Recours au vote électronique par accord collectif ou décision unilatérale : la Cour de cassation fixe trois nouvelles règles
Quand l’employeur peut-il décider seul le recours au vote électronique ? Doit-il négocier même en l’absence de délégué syndical ? Quelle est la procédure applicable en cas de contentieux ? La Cour de cassation répond très clairement à ces différentes questions dans un arrêt du 13 janvier 2021. Hasard du calendrier, elle donne les clefs du vote électronique alors que la crise sanitaire le rend particulièrement pertinent.
Mettre en place le vote électronique pour les élections professionnelles
Le vote électronique peut être mis en place pour les élections professionnelles (c. trav. art. L. 2314-26 et R. 2314-5) :
-par un accord d’entreprise ou de groupe,
-ou, à défaut d’accord, par une décision unilatérale de l’employeur.
En l’espèce, l’employeur avait décidé seul de recourir au vote électronique pour la mise en place du comité social et économique (CSE) parce que son entreprise était dépourvue de délégué syndical (DS).
Un syndicat avait alors saisi les juges pour leur demander l’annulation de cette décision unilatérale.
L’affaire est allée jusque devant la Cour de cassation.
L’employeur doit d’abord tenter de négocier avant de décider seul
La négociation n’est pas une option. – La Cour de cassation saisit l’occasion de cette affaire pour préciser ce qu’il faut entendre par le « défaut d’accord » permettant à l’employeur de recourir seul au vote électronique. Faut-il comprendre que l’employeur :
-a le choix entre négocier collectivement et décider seul,
-ou qu’il doit d’abord tenter de négocier avant de pouvoir adopter une décision unilatérale ?
Pour la Cour de cassation, « ce n’est que lorsque, à l’issue d’une tentative loyale de négociation, un accord collectif n’a pu être conclu que l’employeur peut prévoir par décision unilatérale la possibilité et les modalités d’un vote électronique ». La négociation n’est donc pas une option.

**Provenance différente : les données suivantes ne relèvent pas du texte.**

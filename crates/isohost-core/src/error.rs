//! Error types for Isohost Core

use crate::admin::InstallLog;
use crate::platform::LifecyclePhase;
use crate::sequencer::SequencerState;
use thiserror::Error;

/// Result type alias using Isohost Error
pub type Result<T> = std::result::Result<T, Error>;

/// Core error types for the isolated-environment orchestrator
#[derive(Error, Debug)]
pub enum Error {
    /// The database engine could not be reached at its address
    #[error("Engine unreachable at '{address}': {reason}")]
    EngineUnreachable {
        /// Engine address that was tried
        address: String,
        /// Why the connection could not be opened
        reason: String,
    },

    /// The engine rejected the creation of a catalog
    #[error("Failed to create catalog '{catalog}': {reason}")]
    CreateFailed {
        /// Catalog name
        catalog: String,
        /// Engine-reported reason
        reason: String,
    },

    /// Baseline scripts failed; the accumulated install log is attached
    #[error("Failed to install test database:\n{log}")]
    InstallFailed {
        /// Install log captured up to and including the failure
        log: InstallLog,
    },

    /// The engine reported an error while dropping a catalog
    #[error("Failed to drop catalog '{catalog}': {reason}")]
    DropFailed {
        /// Catalog name
        catalog: String,
        /// Engine-reported reason
        reason: String,
    },

    /// No license key is configured
    #[error(
        "Cannot execute tests without a test license key. Ensure `{key}` is set in the platform configuration."
    )]
    MissingLicense {
        /// Configuration key the license is read from
        key: String,
    },

    /// A configuration write was refused
    #[error("Configuration write to '{key}' failed: {reason}")]
    ConfigurationWriteFailed {
        /// Configuration key
        key: String,
        /// Why the write was refused
        reason: String,
    },

    /// A connection was opened against a catalog that does not exist
    #[error("Catalog '{0}' does not exist")]
    CatalogNotFound(String),

    /// A table was addressed that the catalog does not contain
    #[error("Table '{0}' does not exist")]
    TableNotFound(String),

    /// Catalog name failed validation
    #[error("Invalid catalog name '{0}': must be alphanumeric with _ or -")]
    InvalidCatalogName(String),

    /// Connection string could not be parsed
    #[error("Invalid connection string: {0}")]
    InvalidConnectionString(String),

    /// License key could not be parsed
    #[error("Invalid license key: {0}")]
    InvalidLicense(String),

    /// A lifecycle phase arrived before its predecessor completed
    #[error("Lifecycle phase {phase} arrived out of order (sequencer is {state})")]
    OutOfOrder {
        /// Phase that was delivered
        phase: LifecyclePhase,
        /// State the sequencer was in
        state: SequencerState,
    },

    /// The background task watcher is not running
    #[error("Task watcher unavailable: {0}")]
    WatcherUnavailable(String),

    /// I/O errors from engine storage
    #[error("I/O error: {0}")]
    Io(#[from] std::io::Error),

    /// LMDB/heed errors
    #[error("Database error: {0}")]
    Database(#[from] heed::Error),

    /// Record (de)serialization errors
    #[error("Serialization error: {0}")]
    Serialization(#[from] serde_json::Error),

    /// Generic internal error
    #[error("Internal error: {0}")]
    Internal(String),
}

impl Error {
    /// Create an engine-unreachable error
    pub fn engine_unreachable(address: impl Into<String>, reason: impl Into<String>) -> Self {
        Self::EngineUnreachable {
            address: address.into(),
            reason: reason.into(),
        }
    }

    /// Create a catalog creation error
    pub fn create_failed(catalog: impl Into<String>, reason: impl Into<String>) -> Self {
        Self::CreateFailed {
            catalog: catalog.into(),
            reason: reason.into(),
        }
    }

    /// Create a catalog drop error
    pub fn drop_failed(catalog: impl Into<String>, reason: impl Into<String>) -> Self {
        Self::DropFailed {
            catalog: catalog.into(),
            reason: reason.into(),
        }
    }

    /// Create a refused configuration write error
    pub fn config_write(key: impl Into<String>, reason: impl Into<String>) -> Self {
        Self::ConfigurationWriteFailed {
            key: key.into(),
            reason: reason.into(),
        }
    }

    /// Create an internal error
    pub fn internal(msg: impl Into<String>) -> Self {
        Self::Internal(msg.into())
    }

    /// Whether this error is a missing precondition rather than an engine fault
    pub fn is_precondition(&self) -> bool {
        matches!(self, Self::MissingLicense { .. } | Self::InvalidLicense(_))
    }
}
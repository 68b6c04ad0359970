//! HTTP client bound to a started host

use crate::error::{HarnessError, Result};
use isohost_server::IsolatedHost;
use reqwest::{Client, Response};
use serde::de::DeserializeOwned;
use std::time::Duration;
use url::Url;

/// Per-request timeout of test clients
pub const DEFAULT_REQUEST_TIMEOUT: Duration = Duration::from_secs(10);

/// HTTP client for one host under test
#[derive(Debug, Clone)]
pub struct TestClient {
    http: Client,
    base_url: Url,
}

impl TestClient {
    /// Create a client for `base_url`
    pub fn new(base_url: &str) -> Result<Self> {
        let base_url = Url::parse(base_url)?;
        let http = Client::builder().timeout(DEFAULT_REQUEST_TIMEOUT).build()?;
        Ok(Self { http, base_url })
    }

    /// Create a client for a started host
    pub fn for_host(host: &IsolatedHost) -> Result<Self> {
        let base_url = host.base_url().ok_or(HarnessError::HostNotServing)?;
        Self::new(&base_url)
    }

    /// Address requests are sent to
    pub fn base_url(&self) -> &Url {
        &self.base_url
    }

    fn url(&self, path: &str) -> Result<Url> {
        Ok(self.base_url.join(path)?)
    }

    /// Send a GET request
    pub async fn get(&self, path: &str) -> Result<Response> {
        let url = self.url(path)?;
        tracing::debug!("GET {}", url);
        Ok(self.http.get(url).send().await?)
    }

    /// GET and decode a JSON body; non-success statuses are errors
    pub async fn get_json<T: DeserializeOwned>(&self, path: &str) -> Result<T> {
        let response = self.get(path).await?.error_for_status()?;
        Ok(response.json::<T>().await?)
    }

    /// GET and return only the status code
    pub async fn get_status(&self, path: &str) -> Result<u16> {
        Ok(self.get(path).await?.status().as_u16())
    }
}
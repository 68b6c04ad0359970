//! TestContext - Manages a scratch directory for the duration of a test
//!
//! Used both as the engine data directory in unit tests and as the
//! per-fixture physical path of the test harness.

use crate::Result;
use std::any::Any;
use std::path::Path;
use tempfile::TempDir;

/// Context for managing test resources and lifecycle
///
/// The scratch directory and every registered resource are released when
/// the context is dropped, resources first.
///
/// # Example
///
/// ```rust,no_run
/// use isohost_core::testing::TestContext;
///
/// let ctx = TestContext::new();
/// let scratch = ctx.path();
/// ```
pub struct TestContext {
    /// Resources released before the directory, in reverse order
    resources: Vec<Box<dyn Any + Send>>,
    /// Temporary directory for this test
    temp_dir: TempDir,
}

impl TestContext {
    /// Create a new TestContext with a unique temporary directory
    ///
    /// Panics if the directory cannot be created; use [`TestContext::try_new`]
    /// outside of tests.
    pub fn new() -> Self {
        Self::try_new().expect("Failed to create temporary directory")
    }

    /// Create a new TestContext, reporting I/O failures
    pub fn try_new() -> Result<Self> {
        let temp_dir = tempfile::Builder::new().prefix("isohost-").tempdir()?;

        // The directory must exist before an engine is pointed at it
        std::fs::create_dir_all(temp_dir.path())?;

        Ok(Self {
            resources: Vec::new(),
            temp_dir,
        })
    }

    /// Path to the scratch directory
    pub fn path(&self) -> &Path {
        self.temp_dir.path()
    }

    /// Scratch path as a string, the form engine addresses take
    pub fn address(&self) -> String {
        self.temp_dir.path().to_string_lossy().to_string()
    }

    /// Register an additional resource for cleanup
    pub fn register<T: Any + Send>(&mut self, resource: T) {
        self.resources.push(Box::new(resource));
    }
}

impl Default for TestContext {
    fn default() -> Self {
        Self::new()
    }
}

impl Drop for TestContext {
    fn drop(&mut self) {
        while let Some(resource) = self.resources.pop() {
            drop(resource);
        }
    }
}

#[cfg(test)]
mod tests {
    use super::*;
    use std::fs;
    use std::sync::Arc;
    use std::sync::atomic::{AtomicBool, Ordering};

    #[test]
    fn test_context_creates_directory() {
        let ctx = TestContext::new();
        assert!(ctx.path().is_dir());
        assert_eq!(ctx.address(), ctx.path().to_string_lossy());
    }

    #[test]
    fn test_context_cleanup_on_drop() {
        let path = {
            let ctx = TestContext::new();
            fs::write(ctx.path().join("marker"), "x").unwrap();
            ctx.path().to_path_buf()
        };
        assert!(!path.exists());
    }

    #[test]
    fn test_registered_resources_are_dropped() {
        struct Flag(Arc<AtomicBool>);
        impl Drop for Flag {
            fn drop(&mut self) {
                self.0.store(true, Ordering::SeqCst);
            }
        }

        let dropped = Arc::new(AtomicBool::new(false));
        {
            let mut ctx = TestContext::new();
            ctx.register(Flag(dropped.clone()));
        }
        assert!(dropped.load(Ordering::SeqCst));
    }
}
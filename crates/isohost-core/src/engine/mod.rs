//! Local catalog engine
//!
//! Stands in for a relational engine. The engine address is a data directory;
//! each catalog lives in its own subdirectory holding one LMDB environment:
//!
//! ```text
//! <address>/
//!   ISO_TEST_<uuid>/
//!     data.mdb
//!     lock.mdb
//! ```
//!
//! Engines are registered process-wide by canonical address so every admin
//! call against the same address shares the cached LMDB environments. An
//! engine with no open catalogs and no outside handle is unregistered on the
//! next connect.

mod session;

pub use session::CatalogSession;

use crate::{Error, Result};
use heed::{Env, EnvOpenOptions};
use parking_lot::{Mutex, RwLock};
use std::collections::HashMap;
use std::path::{Path, PathBuf};
use std::sync::{Arc, LazyLock};
use std::time::Duration;

/// LMDB map size per catalog
const CATALOG_MAP_SIZE: usize = 64 * 1024 * 1024;

/// Maximum number of tables per catalog
const CATALOG_MAX_TABLES: u32 = 32;

/// File that marks a directory as a catalog
const CATALOG_DATA_FILE: &str = "data.mdb";

/// How long a drop waits for outstanding handles to close by default
pub const DEFAULT_RELEASE_TIMEOUT: Duration = Duration::from_secs(5);

static ENGINES: LazyLock<Mutex<HashMap<PathBuf, Arc<LocalEngine>>>> =
    LazyLock::new(|| Mutex::new(HashMap::new()));

/// A catalog engine rooted at a data directory
pub struct LocalEngine {
    /// Canonical data directory
    base_dir: PathBuf,
    /// Open LMDB environments by catalog name
    catalogs: RwLock<HashMap<String, Env>>,
}

impl LocalEngine {
    /// Connect to the engine at `address`
    ///
    /// The address must be an existing directory; otherwise the engine is
    /// unreachable.
    pub fn connect(address: &str) -> Result<Arc<Self>> {
        let path = Path::new(address);
        if !path.is_dir() {
            return Err(Error::engine_unreachable(
                address,
                "data directory does not exist",
            ));
        }
        let base_dir = path
            .canonicalize()
            .map_err(|e| Error::engine_unreachable(address, e.to_string()))?;

        let mut engines = ENGINES.lock();
        engines.retain(|_, engine| Arc::strong_count(engine) > 1 || engine.has_open_catalogs());
        let engine = engines
            .entry(base_dir.clone())
            .or_insert_with(|| {
                tracing::debug!("Registering local engine at {}", base_dir.display());
                Arc::new(Self {
                    base_dir: base_dir.clone(),
                    catalogs: RwLock::new(HashMap::new()),
                })
            })
            .clone();
        Ok(engine)
    }

    /// Data directory of this engine
    pub fn base_dir(&self) -> &Path {
        &self.base_dir
    }

    fn has_open_catalogs(&self) -> bool {
        !self.catalogs.read().is_empty()
    }

    #[cfg(test)]
    fn is_registered(base_dir: &Path) -> bool {
        ENGINES.lock().contains_key(base_dir)
    }

    fn catalog_path(&self, name: &str) -> PathBuf {
        self.base_dir.join(name)
    }

    /// Validate a catalog name
    pub fn validate_name(name: &str) -> Result<()> {
        if name.is_empty()
            || !name
                .chars()
                .all(|c| c.is_alphanumeric() || c == '_' || c == '-')
        {
            return Err(Error::InvalidCatalogName(name.to_string()));
        }
        Ok(())
    }

    /// Check whether a catalog exists on disk
    pub fn catalog_exists(&self, name: &str) -> bool {
        self.catalog_path(name).join(CATALOG_DATA_FILE).is_file()
    }

    /// Whether an LMDB environment for the catalog is currently open
    pub fn is_catalog_open(&self, name: &str) -> bool {
        self.catalogs.read().contains_key(name)
    }

    /// Create an empty catalog
    pub fn create_catalog(&self, name: &str) -> Result<()> {
        Self::validate_name(name).map_err(|e| Error::create_failed(name, e.to_string()))?;

        let mut catalogs = self.catalogs.write();

        if self.catalog_exists(name) {
            return Err(Error::create_failed(name, "catalog already exists"));
        }

        let path = self.catalog_path(name);
        std::fs::create_dir_all(&path).map_err(|e| Error::create_failed(name, e.to_string()))?;

        let env = Self::open_env(&path).map_err(|e| Error::create_failed(name, e.to_string()))?;
        catalogs.insert(name.to_string(), env);

        tracing::info!("Created catalog '{}' at {}", name, path.display());
        Ok(())
    }

    /// Open a session on an existing catalog
    pub fn open_session(&self, name: &str) -> Result<CatalogSession> {
        Self::validate_name(name)?;

        if let Some(env) = self.catalogs.read().get(name) {
            return Ok(CatalogSession::new(name, env.clone()));
        }

        let mut catalogs = self.catalogs.write();
        if let Some(env) = catalogs.get(name) {
            return Ok(CatalogSession::new(name, env.clone()));
        }

        if !self.catalog_exists(name) {
            return Err(Error::CatalogNotFound(name.to_string()));
        }

        let env = Self::open_env(&self.catalog_path(name))?;
        catalogs.insert(name.to_string(), env.clone());
        Ok(CatalogSession::new(name, env))
    }

    /// Drop a catalog (delete all data)
    ///
    /// Blocks until every session on the catalog is closed, at most
    /// `release_timeout`; files are never removed under an open session.
    /// Returns `false` when there was nothing to drop.
    pub fn drop_catalog(&self, name: &str, release_timeout: Duration) -> Result<bool> {
        Self::validate_name(name).map_err(|e| Error::drop_failed(name, e.to_string()))?;

        let env = self.catalogs.write().remove(name);
        if let Some(env) = env {
            let closing = env.prepare_for_closing();
            if !closing.wait_timeout(release_timeout) {
                tracing::warn!(
                    "Catalog '{}' still has open handles after {:?}",
                    name,
                    release_timeout
                );
                return Err(Error::drop_failed(
                    name,
                    format!("handles still open after {:?}", release_timeout),
                ));
            }
        }

        let path = self.catalog_path(name);
        if !path.exists() {
            return Ok(false);
        }

        // File handles may not be released immediately on every platform.
        // Retry with exponential backoff.
        let mut attempts = 0;
        let max_attempts = 5;

        loop {
            match std::fs::remove_dir_all(&path) {
                Ok(_) => break,
                Err(e) if e.kind() == std::io::ErrorKind::NotFound => break,
                Err(e) => {
                    attempts += 1;
                    if attempts >= max_attempts {
                        return Err(Error::drop_failed(
                            name,
                            format!("{} (after {} attempts)", e, attempts),
                        ));
                    }
                    std::thread::sleep(Duration::from_millis(50 * attempts as u64));
                }
            }
        }

        tracing::info!("Dropped catalog '{}'", name);
        Ok(true)
    }

    /// List catalogs present on disk, sorted by name
    pub fn list_catalogs(&self) -> Result<Vec<String>> {
        let mut names = Vec::new();
        for entry in std::fs::read_dir(&self.base_dir)? {
            let entry = entry?;
            let name = entry.file_name().to_string_lossy().to_string();
            if entry.path().is_dir() && self.catalog_exists(&name) {
                names.push(name);
            }
        }
        names.sort();
        Ok(names)
    }

    fn open_env(path: &Path) -> Result<Env> {
        let env = unsafe {
            EnvOpenOptions::new()
                .map_size(CATALOG_MAP_SIZE)
                .max_dbs(CATALOG_MAX_TABLES)
                .open(path)?
        };
        Ok(env)
    }
}

#[cfg(test)]
mod tests {
    use super::*;
    use crate::testing::TestContext;

    fn engine(ctx: &TestContext) -> Arc<LocalEngine> {
        LocalEngine::connect(ctx.path().to_str().unwrap()).unwrap()
    }

    #[test]
    fn test_connect_unreachable() {
        let result = LocalEngine::connect("/nonexistent/isohost/engine");
        assert!(matches!(result, Err(Error::EngineUnreachable { .. })));
    }

    #[test]
    fn test_connect_is_shared_per_address() {
        let ctx = TestContext::new();
        let a = engine(&ctx);
        let b = engine(&ctx);
        assert!(Arc::ptr_eq(&a, &b));
    }

    #[test]
    fn test_create_and_drop_catalog() {
        let ctx = TestContext::new();
        let engine = engine(&ctx);

        engine.create_catalog("db1").unwrap();
        assert!(engine.catalog_exists("db1"));
        assert!(engine.is_catalog_open("db1"));

        assert!(engine.drop_catalog("db1", DEFAULT_RELEASE_TIMEOUT).unwrap());
        assert!(!engine.catalog_exists("db1"));
        assert!(!engine.is_catalog_open("db1"));
    }

    #[test]
    fn test_create_duplicate_catalog() {
        let ctx = TestContext::new();
        let engine = engine(&ctx);

        engine.create_catalog("db1").unwrap();
        let result = engine.create_catalog("db1");
        assert!(matches!(result, Err(Error::CreateFailed { .. })));
    }

    #[test]
    fn test_drop_nonexistent_catalog() {
        let ctx = TestContext::new();
        let engine = engine(&ctx);
        assert!(!engine.drop_catalog("missing", DEFAULT_RELEASE_TIMEOUT).unwrap());
    }

    #[test]
    fn test_invalid_catalog_names() {
        let ctx = TestContext::new();
        let engine = engine(&ctx);

        assert!(engine.create_catalog("").is_err());
        assert!(engine.create_catalog("test@db").is_err());
        assert!(engine.create_catalog("test db").is_err());
        assert!(engine.create_catalog("../escape").is_err());

        assert!(engine.create_catalog("test-db").is_ok());
        assert!(engine.create_catalog("test_db2").is_ok());
    }

    #[test]
    fn test_open_session_missing_catalog() {
        let ctx = TestContext::new();
        let engine = engine(&ctx);
        assert!(matches!(
            engine.open_session("missing"),
            Err(Error::CatalogNotFound(_))
        ));
    }

    #[test]
    fn test_list_catalogs_sorted() {
        let ctx = TestContext::new();
        let engine = engine(&ctx);

        engine.create_catalog("zulu").unwrap();
        engine.create_catalog("alpha").unwrap();
        std::fs::create_dir_all(ctx.path().join("not_a_catalog")).unwrap();

        assert_eq!(engine.list_catalogs().unwrap(), vec!["alpha", "zulu"]);
    }

    #[test]
    fn test_catalog_reopens_after_cache_eviction() {
        let ctx = TestContext::new();
        let engine = engine(&ctx);

        engine.create_catalog("db1").unwrap();
        {
            let session = engine.open_session("db1").unwrap();
            session.create_table("things").unwrap();
            session.put("things", "a", "1").unwrap();
        }

        // Simulate another process having created the catalog
        if let Some(env) = engine.catalogs.write().remove("db1") {
            env.prepare_for_closing().wait();
        }

        let session = engine.open_session("db1").unwrap();
        assert_eq!(session.get("things", "a").unwrap().as_deref(), Some("1"));
    }

    #[test]
    fn test_drop_with_open_session_fails_and_keeps_data() {
        let ctx = TestContext::new();
        let engine = engine(&ctx);

        engine.create_catalog("busy").unwrap();
        let session = engine.open_session("busy").unwrap();
        session.create_table("things").unwrap();
        session.put("things", "a", "1").unwrap();

        let result = engine.drop_catalog("busy", Duration::from_millis(50));
        assert!(matches!(result, Err(Error::DropFailed { .. })));
        assert!(engine.catalog_exists("busy"));
        assert_eq!(session.get("things", "a").unwrap().as_deref(), Some("1"));

        // Once the session is gone the drop goes through
        drop(session);
        assert!(engine.drop_catalog("busy", DEFAULT_RELEASE_TIMEOUT).unwrap());
        assert!(!engine.catalog_exists("busy"));
    }

    #[test]
    fn test_idle_engines_are_unregistered() {
        let first = TestContext::new();
        let held = engine(&first);
        let base_dir = held.base_dir().to_path_buf();
        assert!(LocalEngine::is_registered(&base_dir));
        drop(held);

        let second = TestContext::new();
        let _other = engine(&second);
        assert!(!LocalEngine::is_registered(&base_dir));
    }

    #[test]
    fn test_engines_with_open_catalogs_stay_registered() {
        let first = TestContext::new();
        let base_dir = {
            let engine = engine(&first);
            engine.create_catalog("kept").unwrap();
            engine.base_dir().to_path_buf()
        };

        let second = TestContext::new();
        let _other = engine(&second);
        assert!(LocalEngine::is_registered(&base_dir));
        assert!(engine(&first).is_catalog_open("kept"));
    }
}
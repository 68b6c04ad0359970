//! Request-scoped feature suppression
//!
//! Test requests must not trigger search indexing, web farm traffic, e-mail
//! or other work that outlives the request. The guard taken here is released
//! on every exit path of the request future, including errors, panics and
//! cancellation.

use axum::{
    extract::{Request, State},
    middleware::Next,
    response::Response,
};
use isohost_core::platform::{Feature, FeatureSwitches};
use std::sync::Arc;

/// Suppress [`Feature::REQUEST_SCOPED`] for the duration of the request
pub async fn feature_scope(
    State(switches): State<Arc<FeatureSwitches>>,
    request: Request,
    next: Next,
) -> Response {
    let _guard = FeatureSwitches::suppress(&switches, &Feature::REQUEST_SCOPED);
    next.run(request).await
}
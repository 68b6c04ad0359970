//! Fixtures
//!
//! A [`Fixture`] tells the [`TestHarness`](crate::TestHarness) how to build,
//! stop and dispose one host/client pair. Every step has an override point;
//! [`IsolatedFixture`] is the implementation backed by [`IsolatedHost`].

use crate::client::TestClient;
use crate::error::{HarnessError, Result};
use async_trait::async_trait;
use isohost_core::admin::BackingStoreAdmin;
use isohost_core::config::keys;
use isohost_core::engine::LocalEngine;
use isohost_server::{Host, HostBuilder, IsolatedHost, IsolationSettings, ServerConfig};
use std::path::Path;
use std::sync::Arc;
use std::time::Duration;
use tokio::time::Instant;
use tokio_util::sync::CancellationToken;

/// Pause after each stop before the next host may start
pub const DEFAULT_ARTIFICIAL_DELAY: Duration = Duration::from_millis(1_500);

/// Upper bound on stopping a host before the stop is cancelled
pub const DEFAULT_STOP_TIMEOUT: Duration = Duration::from_secs(30);

const RELEASE_POLL_INTERVAL: Duration = Duration::from_millis(20);

/// Builds and releases the host/client pair of each test case
#[async_trait]
pub trait Fixture: Send + Sync {
    /// Host under test
    type Host: Send + Sync + 'static;
    /// Client talking to the host
    type Client: Send + Sync + 'static;

    /// Construct and start a host whose physical path is `scratch`
    async fn create_host(&self, scratch: &Path) -> Result<Self::Host>;

    /// Derive a client from a started host
    fn create_client(&self, host: &Self::Host) -> Result<Self::Client>;

    /// Stop the host; `cancel` fires when the stop timeout elapses
    async fn stop_host(&self, host: &Self::Host, cancel: CancellationToken) -> Result<()>;

    /// Release a client; never fails
    fn dispose_client(&self, client: Self::Client) {
        drop(client);
    }

    /// Release a host; never fails
    fn dispose_host(&self, host: Self::Host) {
        drop(host);
    }

    /// Wait until a stopped host no longer holds its resources
    async fn wait_for_release(&self, _host: &Self::Host) -> Result<()> {
        Ok(())
    }

    /// Pause after each stop
    fn artificial_delay(&self) -> Duration {
        DEFAULT_ARTIFICIAL_DELAY
    }

    /// Stop timeout
    fn stop_timeout(&self) -> Duration {
        DEFAULT_STOP_TIMEOUT
    }
}

/// Fixture of isolated hosts, one private catalog per test case
pub struct IsolatedFixture {
    config: ServerConfig,
    admin: Option<Arc<dyn BackingStoreAdmin>>,
    artificial_delay: Duration,
    stop_timeout: Duration,
    release_timeout: Duration,
}

impl IsolatedFixture {
    /// Fixture building hosts from `config`
    pub fn new(config: ServerConfig) -> Self {
        Self {
            artificial_delay: config.artificial_delay(),
            release_timeout: config.release_timeout(),
            stop_timeout: DEFAULT_STOP_TIMEOUT,
            admin: None,
            config,
        }
    }

    /// Administer stores through `admin`
    pub fn with_admin(mut self, admin: Arc<dyn BackingStoreAdmin>) -> Self {
        self.admin = Some(admin);
        self
    }

    /// Override the post-stop pause
    pub fn with_artificial_delay(mut self, delay: Duration) -> Self {
        self.artificial_delay = delay;
        self
    }

    /// Override the stop timeout
    pub fn with_stop_timeout(mut self, timeout: Duration) -> Self {
        self.stop_timeout = timeout;
        self
    }

    /// Override how long catalog drops and the release barrier wait
    pub fn with_release_timeout(mut self, timeout: Duration) -> Self {
        self.config.engine.release_timeout_ms = timeout.as_millis() as u64;
        self.release_timeout = timeout;
        self
    }

    /// Configuration hosts are built from
    pub fn config(&self) -> &ServerConfig {
        &self.config
    }
}

#[async_trait]
impl Fixture for IsolatedFixture {
    type Host = IsolatedHost;
    type Client = TestClient;

    async fn create_host(&self, scratch: &Path) -> Result<IsolatedHost> {
        let config = self
            .config
            .clone()
            .with_setting(keys::PHYSICAL_PATH, scratch.to_string_lossy());
        let settings = IsolationSettings::from_config(&config);

        let mut builder = HostBuilder::new(config);
        if let Some(admin) = &self.admin {
            builder = builder.with_admin(admin.clone());
        }

        let host = IsolatedHost::start_new(builder, settings).await?;
        tracing::debug!("Fixture host started on catalog '{}'", host.catalog_name());
        Ok(host)
    }

    fn create_client(&self, host: &IsolatedHost) -> Result<TestClient> {
        TestClient::for_host(host)
    }

    async fn stop_host(&self, host: &IsolatedHost, cancel: CancellationToken) -> Result<()> {
        Ok(host.stop(cancel).await?)
    }

    fn dispose_host(&self, mut host: IsolatedHost) {
        let report = host.dispose();
        for err in report.teardown_errors {
            tracing::warn!(
                "Teardown error disposing host '{}': {}",
                host.catalog_name(),
                err
            );
        }
    }

    async fn wait_for_release(&self, host: &IsolatedHost) -> Result<()> {
        let engine = LocalEngine::connect(host.engine_descriptor().address())?;
        let catalog = host.catalog_name();
        let deadline = Instant::now() + self.release_timeout;

        while engine.is_catalog_open(catalog) || engine.catalog_exists(catalog) {
            if Instant::now() >= deadline {
                return Err(HarnessError::ReleaseTimeout {
                    catalog: catalog.to_string(),
                });
            }
            tokio::time::sleep(RELEASE_POLL_INTERVAL).await;
        }
        Ok(())
    }

    fn artificial_delay(&self) -> Duration {
        self.artificial_delay
    }

    fn stop_timeout(&self) -> Duration {
        self.stop_timeout
    }
}
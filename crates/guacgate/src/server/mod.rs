//! Session intake, orchestration, and the WebSocket edge.

pub mod intake;
pub mod session;
pub mod transport;
pub mod tunnel;
pub mod ws;

pub use intake::{Intake, IntakeStats};
pub use transport::{ClientSink, ClientSource};
pub use tunnel::{Phase, SessionState};
pub use ws::{router, GatewayState, WsSink, WsSource};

Une solution déjà connue. – La Cour de cassation transpose ainsi au vote électronique la position qu’elle a prise pour la définition des établissements distincts. En effet, « ce n’est que lorsque, à l’issue d’une tentative loyale de négociation, un accord collectif n’a pu être conclu que l’employeur peut fixer par décision unilatérale le nombre et le périmètre des établissements distincts » (c. trav. art. L. 2313-4 ; cass. soc. 17 avril 2019, n° 18-22948 FSPBRI).
Dans la note explicative accompagnant l’arrêt du 13 janvier 2021, la Cour de cassation rappelle que le législateur a accordé la « prévalence » à la négociation collective pour la détermination du processus électoral. Ainsi, il faut privilégier « l’accord collectif à la décision unilatérale lorsque la loi autorise la décision unilatérale à défaut ou en l’absence d’accord ».
L’avenir dira sans doute s’il faut étendre cette solution au-delà du champ des élections professionnelles.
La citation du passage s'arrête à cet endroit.